Now, as for that first Super Bowl, XVI, also against Cincinnati, in the magic season of 1981-- well, after "The Catch" we were so absolutely convinced the 49ers were the 'Team of Destiny', we knew they'd win that game no matter what, even if the Lord Himself had to send an earthquake to tip the field in our favor. Despite the misleadingly close score, the 49ers never even trailed in that Super Bowl.      
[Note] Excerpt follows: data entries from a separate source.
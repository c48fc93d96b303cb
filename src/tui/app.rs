//! Debugger application state and logic.

use crate::Cpu;
use crate::asm::disasm::disassemble_at;
use crate::cpu::memory::MEMORY_SIZE;
use std::collections::HashSet;

/// Debugger application state.
pub struct DebuggerApp {
    /// The CPU being debugged.
    pub cpu: Cpu,
    /// Original program image for reset.
    pub program: Vec<u8>,
    /// Breakpoints (by address).
    pub breakpoints: HashSet<u16>,
    /// Is the debugger running continuously?
    pub running: bool,
    /// Should we quit?
    pub should_quit: bool,
    /// Status message to display.
    pub status: String,
    /// Memory view scroll offset.
    pub mem_scroll: usize,
}

impl DebuggerApp {
    /// Create a new debugger with a loaded program.
    pub fn new(program: Vec<u8>) -> Self {
        let mut cpu = Cpu::new();
        let _ = cpu.load_program(&program);

        Self {
            cpu,
            program,
            breakpoints: HashSet::new(),
            running: false,
            should_quit: false,
            status: "Ready. Press 's' to step, 'r' to run, 'q' to quit.".into(),
            mem_scroll: 0,
        }
    }

    /// Step one instruction.
    pub fn step(&mut self) {
        if !self.cpu.is_running() {
            self.status = format!("CPU stopped: {:?}", self.cpu.state);
            self.running = false;
            return;
        }

        let pc = self.cpu.regs.pc;
        match self.cpu.step() {
            Ok(step) => {
                let disasm = crate::asm::disasm::format_instruction(&step.instr);
                self.status = match step.output {
                    Some(value) => format!("PC=0x{:02X}: {}  => {}", pc, disasm, value),
                    None => format!("PC=0x{:02X}: {}", pc, disasm),
                };
            }
            Err(e) => {
                self.status = format!("Error: {}", e);
                self.running = false;
            }
        }
    }

    /// Run until halt, breakpoint, or error.
    pub fn run(&mut self) {
        self.running = true;
        self.status = "Running...".into();
    }

    /// Run one iteration of continuous execution.
    pub fn tick(&mut self) {
        if !self.running {
            return;
        }

        if !self.cpu.is_running() {
            self.running = false;
            self.status = format!("Stopped after {} cycles: {:?}", self.cpu.cycles, self.cpu.state);
            return;
        }

        // Check for breakpoint
        let pc = self.cpu.regs.pc;
        if self.breakpoints.contains(&pc) {
            self.running = false;
            self.status = format!("Breakpoint at PC=0x{:02X}", pc);
            return;
        }

        self.step();
    }

    /// Toggle breakpoint at current PC.
    pub fn toggle_breakpoint(&mut self) {
        let pc = self.cpu.regs.pc;
        if self.breakpoints.contains(&pc) {
            self.breakpoints.remove(&pc);
            self.status = format!("Removed breakpoint at PC=0x{:02X}", pc);
        } else {
            self.breakpoints.insert(pc);
            self.status = format!("Set breakpoint at PC=0x{:02X}", pc);
        }
    }

    /// Reset CPU to initial state.
    pub fn reset(&mut self) {
        self.cpu = Cpu::new();
        let _ = self.cpu.load_program(&self.program);
        self.running = false;
        self.status = "Reset. Ready.".into();
    }

    /// Get disassembly around the current PC.
    ///
    /// Walks memory from address 0 (instruction boundaries depend on
    /// where decoding starts) and returns a window of
    /// `(addr, text, is_current)` lines centered near the PC.
    pub fn get_disassembly(&self, lines: usize) -> Vec<(u16, String, bool)> {
        let image: Vec<u8> = (0..MEMORY_SIZE).map(|i| self.cpu.mem.get(i)).collect();
        let pc = self.cpu.regs.pc;

        let mut all = Vec::new();
        let mut current_idx = 0;
        let mut addr = 0usize;
        while addr < MEMORY_SIZE {
            let (text, consumed) = disassemble_at(&image, addr);
            if addr as u16 == pc {
                current_idx = all.len();
            }
            all.push((addr as u16, text, addr as u16 == pc));
            addr += consumed;
        }

        let start = current_idx.saturating_sub(lines / 2);
        all.into_iter().skip(start).take(lines).collect()
    }
}

/// Run the debugger with a program.
pub fn run_debugger(program: Vec<u8>) -> std::io::Result<()> {
    use crossterm::{
        event::{self, Event, KeyCode, KeyEventKind},
        terminal::{disable_raw_mode, enable_raw_mode, EnterAlternateScreen, LeaveAlternateScreen},
        ExecutableCommand,
    };
    use ratatui::prelude::*;
    use std::io::stdout;
    use std::time::Duration;

    // Setup terminal
    enable_raw_mode()?;
    stdout().execute(EnterAlternateScreen)?;
    let mut terminal = Terminal::new(CrosstermBackend::new(stdout()))?;

    // Create app
    let mut app = DebuggerApp::new(program);

    // Main loop
    loop {
        // Draw
        terminal.draw(|frame| {
            super::ui::draw(frame, &app);
        })?;

        // Handle input
        if event::poll(Duration::from_millis(50))? {
            if let Event::Key(key) = event::read()? {
                if key.kind == KeyEventKind::Press {
                    match key.code {
                        KeyCode::Char('q') => app.should_quit = true,
                        KeyCode::Char('s') => {
                            app.running = false;
                            app.step();
                        }
                        KeyCode::Char('r') => app.run(),
                        KeyCode::Char('p') => {
                            app.running = false;
                            app.status = "Paused.".into();
                        }
                        KeyCode::Char('b') => app.toggle_breakpoint(),
                        KeyCode::Char('x') => app.reset(),
                        KeyCode::Up => {
                            if app.mem_scroll > 0 {
                                app.mem_scroll -= 1;
                            }
                        }
                        KeyCode::Down => {
                            if app.mem_scroll < MEMORY_SIZE - 1 {
                                app.mem_scroll += 1;
                            }
                        }
                        _ => {}
                    }
                }
            }
        }

        // Tick for continuous running
        if app.running {
            app.tick();
        }

        if app.should_quit {
            break;
        }
    }

    // Restore terminal
    disable_raw_mode()?;
    stdout().execute(LeaveAlternateScreen)?;

    Ok(())
}
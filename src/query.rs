use crate::error::{OperationError, Result};
use crate::math::Vector2;
use crate::shape::{Collide, Shape};
use crate::store::{ShapeId, ShapeStore};

/// Tests whether a stored shape collides with another stored shape.
pub struct CollisionQuery {
    subject: ShapeId,
    target: ShapeId,
    offset: Vector2,
}

impl CollisionQuery {
    /// Creates a new `CollisionQuery` with zero offset.
    #[must_use]
    pub fn new(subject: ShapeId, target: ShapeId) -> Self {
        Self {
            subject,
            target,
            offset: Vector2::zeros(),
        }
    }

    /// Sets the translation applied to the subject for this query.
    #[must_use]
    pub fn with_offset(mut self, offset: Vector2) -> Self {
        self.offset = offset;
        self
    }

    /// Executes the query.
    ///
    /// # Errors
    ///
    /// Returns `OperationError::InvalidArgument` if either id does not
    /// resolve to a shape in `store`.
    pub fn execute(&self, store: &ShapeStore) -> Result<bool> {
        let subject = resolve(store, self.subject, "subject")?;
        let target = resolve(store, self.target, "target")?;
        let hit = subject.collides_with_offset(target, &self.offset);
        tracing::trace!(
            subject = subject.kind(),
            target = target.kind(),
            dx = self.offset.x,
            dy = self.offset.y,
            hit,
            "collision query"
        );
        Ok(hit)
    }

    /// Returns every other stored shape that `subject`, translated by
    /// `offset`, collides with.
    ///
    /// This is a linear scan over the store.
    ///
    /// # Errors
    ///
    /// Returns `OperationError::InvalidArgument` if `subject` does not
    /// resolve to a shape in `store`.
    pub fn colliding_with(
        subject: ShapeId,
        offset: &Vector2,
        store: &ShapeStore,
    ) -> Result<Vec<ShapeId>> {
        let shape = resolve(store, subject, "subject")?;
        let hits: Vec<ShapeId> = store
            .iter()
            .filter(|&(id, other)| id != subject && shape.collides_with_offset(other, offset))
            .map(|(id, _)| id)
            .collect();
        tracing::trace!(subject = shape.kind(), hits = hits.len(), "collision scan");
        Ok(hits)
    }
}

fn resolve<'a>(store: &'a ShapeStore, id: ShapeId, role: &str) -> Result<&'a Shape> {
    store.get(id).ok_or_else(|| {
        tracing::debug!(?id, role, "shape id does not resolve");
        OperationError::InvalidArgument(format!("{role} is not a stored shape")).into()
    })
}
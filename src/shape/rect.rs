use crate::math::distance_2d::point_to_box_dist;
use crate::math::{Point2, Vector2};

use super::{Circle, Collide, Shape};

/// An axis-aligned rectangle given by its top-left corner and extents.
///
/// Extents are stored verbatim. A zero width or height behaves as a segment
/// (or a point) in collision tests; negative extents are the caller's
/// responsibility.
#[derive(Debug, Clone, Copy, PartialEq)]
pub struct Rectangle {
    origin: Point2,
    width: f64,
    height: f64,
}

impl Rectangle {
    /// Creates a new rectangle.
    #[must_use]
    pub fn new(x: f64, y: f64, width: f64, height: f64) -> Self {
        Self {
            origin: Point2::new(x, y),
            width,
            height,
        }
    }

    /// Returns the top-left corner.
    #[must_use]
    pub fn origin(&self) -> &Point2 {
        &self.origin
    }

    /// Returns the x coordinate of the left edge.
    #[must_use]
    pub fn x(&self) -> f64 {
        self.origin.x
    }

    /// Returns the y coordinate of the top edge.
    #[must_use]
    pub fn y(&self) -> f64 {
        self.origin.y
    }

    /// Returns the width of the rectangle.
    #[must_use]
    pub fn width(&self) -> f64 {
        self.width
    }

    /// Returns the height of the rectangle.
    #[must_use]
    pub fn height(&self) -> f64 {
        self.height
    }

    /// Returns `(width, height)` as a vector.
    #[must_use]
    pub fn extent(&self) -> Vector2 {
        Vector2::new(self.width, self.height)
    }

    /// Inclusive AABB overlap with `other`, with `offset` applied to `self`.
    pub(crate) fn overlaps_rectangle(&self, other: &Rectangle, offset: &Vector2) -> bool {
        let left = self.x() + offset.x;
        let top = self.y() + offset.y;
        left <= other.x() + other.width
            && top <= other.y() + other.height
            && left + self.width >= other.x()
            && top + self.height >= other.y()
    }

    /// Closest-point test against `circle`, with `offset` applied to `self`.
    pub(crate) fn overlaps_circle(&self, circle: &Circle, offset: &Vector2) -> bool {
        let origin = self.origin + *offset;
        point_to_box_dist(&origin, &self.extent(), circle.center()) <= circle.radius()
    }
}

impl Collide for Rectangle {
    fn collides_with_offset(&self, other: &Shape, offset: &Vector2) -> bool {
        match other {
            Shape::Rectangle(rect) => self.overlaps_rectangle(rect, offset),
            Shape::Circle(circle) => self.overlaps_circle(circle, offset),
        }
    }
}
So the only comparator to this feeling of pregame uncertainty dates back to January of 1985, when Dan Marino and the Miami Dolphins came swaggering into Stanford Stadium for Super Bowl XIX.  Though the 49ers were made three-point favorites in that game (even as they are favored by four this Sunday), you'd have had a hard time convincing most people that was the case. Marino and his 55 touchdown passes were hailed as the harbinger of a new NFL standard, and even such staid, low-key observers as Chuck Noll and Tom Landry were positively gushing over the "unstoppable" Miami offense like teenyboppers at a Justin Bieber meet-'n'-greet.  It was jarring enough to affect even our unruly group as we tried to push our way into a crowded North Beach restaurant the night before the game. We were surrounded by a sea of teal and orange; loud, polyester-clad Dolphin fans on the sidewalk, serenading us with barbed comments about the 49ers' pathetically easy schedule, how the Steeler team which beat us at home had just surrendered 45 points to Marino, and how "games are won and lost in the trenches" and the Miami offensive line had allowed the fewest sacks in the league.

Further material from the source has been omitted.